- Born: December 9, 1942 Bangor, Maine, U.S.
- Died: December 26, 2021 (aged 79) Cambridge, Massachusetts, U.S.
- Education: Simmons College
- Website: www.mamevemedwed.com

= Mameve Medwed =

American novelist (1942–2021)

Mameve S. Medwed (December 9, 1942 – December 26, 2021) was an American novelist. She was the author of Mail, Host Family, The End of an Error, How Elizabeth Barrett Browning Saved My Life (for which she received a 2007 Massachusetts Book Awards Fiction Honor), Of Men and Their Mothers, and Minus Me.

==Name==
Medwed's first name is pronounced "May-Meeve". According to her website, she was named for her two grandmothers, Mamie and Eva.

==Life and career==
Medwed was born in Bangor, Maine, where she was raised, on December 9, 1942, to a Jewish family. She received a B.A. with honors from Simmons College. Medwed taught fiction writing at The Cambridge Center for Adult Education since 1979, mentored in the MFA in Creative Writing program at Lesley University from 1986 to 1988, and was the 1996 Robert M. Gay Memorial Lecturer at the Department of English at Simmons College. Medwed continued to give readings and lectures and participated in library panels and book festivals in later life.

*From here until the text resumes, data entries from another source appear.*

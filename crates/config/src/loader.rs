//! Configuration loading utilities

use crate::{ConfigValidationError, Settings};
use config::{Config, ConfigError, File};
use std::path::Path;
use thiserror::Error;

/// Default config file location, extension resolved by the `config` crate
pub const DEFAULT_CONFIG_PATH: &str = "config/config";

/// Errors raised while loading settings
#[derive(Debug, Error)]
pub enum ConfigLoadError {
	#[error("Failed to read configuration: {0}")]
	Source(#[from] ConfigError),

	#[error("Invalid configuration: {0}")]
	Validation(#[from] ConfigValidationError),
}

/// Load configuration from the default config file, falling back to defaults
/// for anything the file leaves out
pub fn load_config() -> Result<Settings, ConfigLoadError> {
	load(File::with_name(DEFAULT_CONFIG_PATH).required(false))
}

/// Load configuration from an explicit file, which must exist
pub fn load_config_from(path: &Path) -> Result<Settings, ConfigLoadError> {
	load(File::from(path).required(true))
}

fn load<S>(source: S) -> Result<Settings, ConfigLoadError>
where
	S: config::Source + Send + Sync + 'static,
{
	let s = Config::builder().add_source(source).build()?;
	let settings: Settings = s.try_deserialize()?;
	settings.validate()?;
	Ok(settings)
}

Her short stories, essays, and book reviews have appeared in, among others, The New York Times, Gourmet, Yankee, Redbook, Playgirl, The Boston Globe, Ascent, The Missouri Review, Confrontation, Newsday and The Washington Post. Her essay, "Oh, Lord. Oh, Lourdes. Alors!", appeared in the anthology How to Spell Chanukah, published by Algonquin Books of Chapel Hill in 2007.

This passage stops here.